Il film ha fisionomia nobilmente politematica: intimista, storica, psicologica; alterna un andamento severo e non di rado dolente a spunti di aggraziata ironia, anche in virtù di una interpretazione esemplarmente consonante: il re, un fiero e tormentato Colin Firth, sapientemente integrato dalla dignitosa e disinvolta umanità di Geoffrey Rush, il terapeuta versatile e sodale; e la bravissima Helena Bonham Carter, di stupefacente somiglianza con Elizabeth Bowes Lyon, nobile fanciulla scozzese andata sposa al duca di York e futuro re Giorgio VI, la donna che Hitler definì «il più irriducibile dei miei avversari» e destinata a divenire saggia Regina Madre per quasi mezzo secolo. Ma il film è anche l’elegia, la celebrazione della parola che cura, del messaggio che, in questo caso, guarisce. Scrive Eugenio Borgna nel suo recente “La solitudine dell’anima”: «Non è facile rintracciare le parole che curano e che alimentano la speranza; le parole che diciamo nella vita di ogni giorno spesso non sono le parole delle quali hanno bisogno i pazienti che chiedono aiuto, che sono divorati da una rovente esigenza di autenticità, e che necessitano di parole che nascano dall’ascolto e dal cuore e siano leggere e profonde, capaci di creare ponti tra la soggettività di chi cura e quella di chi è curato». Più che a un ruolo di “superb technician”, il medico dovrebbe, dunque, aspirare a quello di coprotagonista in una alleanza terapeutica fondata su dottrina più affetto. «Fare il medico è certamente impegnativo dal punto di vista professionale, ma essere medico è ciò che fa la differenza... Quante volte un medico si sente dire: “Dottore, mi metto nelle sue mani”. E quante volte dovrebbe tenere presente proprio questo atto di massima fiducia nel momento in cui affronta l’impegno, e la sfida, di restituire la salute a un altro essere umano?» (Ignazio Marino).

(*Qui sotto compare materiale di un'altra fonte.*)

#[cfg(test)]
mod tests {
    use super::*;
    use crate::memory::MemorySyncBackend;

    async fn open_backend() -> Arc<MemorySyncBackend> {
        let backend = MemorySyncBackend::new(false);
        backend.open().await.expect("open should succeed");
        backend
    }

    #[tokio::test]
    async fn acquire_then_introspect() {
        let backend = open_backend().await;
        let lock = Lock::with_backend("orders", backend);

        assert!(lock.try_acquire().await.unwrap());
        assert!(lock.owned().await.unwrap());
        assert!(lock.locked().await.unwrap());

        lock.release().await.unwrap();
        assert!(!lock.owned().await.unwrap());
        assert!(!lock.locked().await.unwrap());
    }

    #[tokio::test]
    async fn reentrant_acquire_from_same_instance() {
        let backend = open_backend().await;
        let lock = Lock::with_backend("orders", backend);

        assert!(lock.try_acquire().await.unwrap());
        assert!(lock.try_acquire().await.unwrap());
    }

    #[tokio::test]
    async fn mutual_exclusion_between_instances() {
        let backend = open_backend().await;
        let first = Lock::with_backend("orders", backend.clone());
        let second = Lock::with_backend("orders", backend);

        assert!(first.try_acquire().await.unwrap());
        assert!(!second.try_acquire().await.unwrap());
        assert!(!second.owned().await.unwrap());

        first.release().await.unwrap();
        assert!(second.try_acquire().await.unwrap());
    }

    #[tokio::test]
    async fn release_without_holding_is_silent() {
        let backend = open_backend().await;
        let lock = Lock::with_backend("orders", backend);

        lock.release().await.unwrap();
    }

    #[tokio::test]
    async fn foreign_release_does_not_steal() {
        let backend = open_backend().await;
        let holder = Lock::with_backend("orders", backend.clone());
        let stranger = Lock::with_backend("orders", backend);

        assert!(holder.try_acquire().await.unwrap());

        // The stranger never acquired; its release is a logged no-op.
        stranger.release().await.unwrap();
        assert!(holder.owned().await.unwrap());
    }

    #[tokio::test(start_paused = true)]
    async fn waiting_acquire_times_out() {
        let backend = open_backend().await;
        let holder = Lock::with_backend("orders", backend.clone());
        let waiter = Lock::with_backend("orders", backend).retry_interval(Duration::from_millis(10));

        assert!(holder.try_acquire().await.unwrap());
        let acquired = waiter.acquire(Some(Duration::from_millis(100))).await.unwrap();
        assert!(!acquired, "waiter should give up at the deadline");
    }

    #[tokio::test(start_paused = true)]
    async fn waiting_acquire_succeeds_after_expiry() {
        let backend = open_backend().await;
        let holder = Lock::with_backend("orders", backend.clone())
            .lease_duration(Duration::from_millis(50));
        let waiter = Lock::with_backend("orders", backend)
            .retry_interval(Duration::from_millis(10));

        assert!(holder.try_acquire().await.unwrap());
        let acquired = waiter.acquire(Some(Duration::from_secs(1))).await.unwrap();
        assert!(acquired, "waiter should take over once the lease expires");
        assert!(!holder.owned().await.unwrap());
    }

    #[tokio::test]
    async fn guard_releases_explicitly() {
        let backend = open_backend().await;
        let lock = Lock::with_backend("orders", backend.clone());

        let guard = lock.guard(None).await.unwrap();
        assert!(backend.locked("orders").await.unwrap());
        guard.release().await.unwrap();
        assert!(!backend.locked("orders").await.unwrap());
    }

    #[tokio::test(flavor = "multi_thread")]
    async fn guard_drop_spawns_release() {
        let backend = open_backend().await;
        let lock = Lock::with_backend("orders", backend.clone());

        let guard = lock.try_guard().await.unwrap().expect("should acquire");
        drop(guard);

        // The drop release runs as a spawned task.
        for _ in 0..50 {
            if !backend.locked("orders").await.unwrap() {
                return;
            }
            sleep(Duration::from_millis(10)).await;
        }
        panic!("guard drop should have released the lock");
    }

    #[tokio::test]
    async fn try_guard_fails_fast_when_contended() {
        let backend = open_backend().await;
        let holder = Lock::with_backend("orders", backend.clone());
        let other = Lock::with_backend("orders", backend);

        assert!(holder.try_acquire().await.unwrap());
        assert!(other.try_guard().await.unwrap().is_none());
    }

    #[tokio::test]
    async fn guard_timeout_surfaces_as_error() {
        let backend = open_backend().await;
        let holder = Lock::with_backend("orders", backend.clone());
        let other = Lock::with_backend("orders", backend)
            .retry_interval(Duration::from_millis(5));

        assert!(holder.try_acquire().await.unwrap());
        let err = other
            .guard(Some(Duration::from_millis(30)))
            .await
            .expect_err("contended guard should time out");
        assert!(matches!(err, SyncError::AcquireTimeout { .. }));
    }

    #[tokio::test]
    async fn registry_resolution_is_lazy() {
        let _guard = crate::registry::test_guard();
        crate::registry::clear();

        let lock = Lock::new("orders");
        let err = lock.try_acquire().await.expect_err("no backend registered");
        assert!(matches!(err, SyncError::BackendNotLoaded(_)));

        let backend = open_backend().await;
        crate::registry::register_lock_backend(backend);
        assert!(lock.try_acquire().await.unwrap());
        crate::registry::clear();
    }

    #[tokio::test(flavor = "multi_thread")]
    async fn from_thread_surface_round_trip() {
        let backend = open_backend().await;
        let lock = Arc::new(Lock::with_backend("orders", backend));

        let worker = {
            let lock = Arc::clone(&lock);
            tokio::task::spawn_blocking(move || {
                let companion = lock.from_thread();
                assert!(companion.try_acquire()?);
                assert!(companion.owned()?);
                companion.release()?;
                companion.locked()
            })
        };

        let still_locked = worker.await.expect("worker should not panic").unwrap();
        assert!(!still_locked);
    }
}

Prendersi cura, infatti, non è la stessa cosa di curare; di questo, il più delle volte, l’oggetto è un organo, un viscere, una parte; prendersi cura, invece, rappresenta una situazione antropologica: è qualcosa che riguarda l’uomo intero, la persona ferita; è un rapporto dinamico per definizione, una condizione che “ha bisogno dell’altro”. L’assistito diventa a sua volta una fonte di dono per l’operatore. La malattia diviene non soltanto un vulnus biologico, bensì un evento biografico, un’entità complessa che fornisce informazioni – ed esige ascolto e risposte – anche culturali e sociali. Il film di Tom Hooper sottolinea questa riflessione: la necessità che sia colui che si prende cura dell’altro sia il malato imparino insieme qualcosa di nuovo che li spiazzi dalle proprie certezze e consenta loro di instaurare un rapporto, fatto di interpellanze e risposte; di parole che vengono e tornano, vettori di confronto e/o di condivisione: parole oggi inferme, domani – forse – guarite; certamente lenite.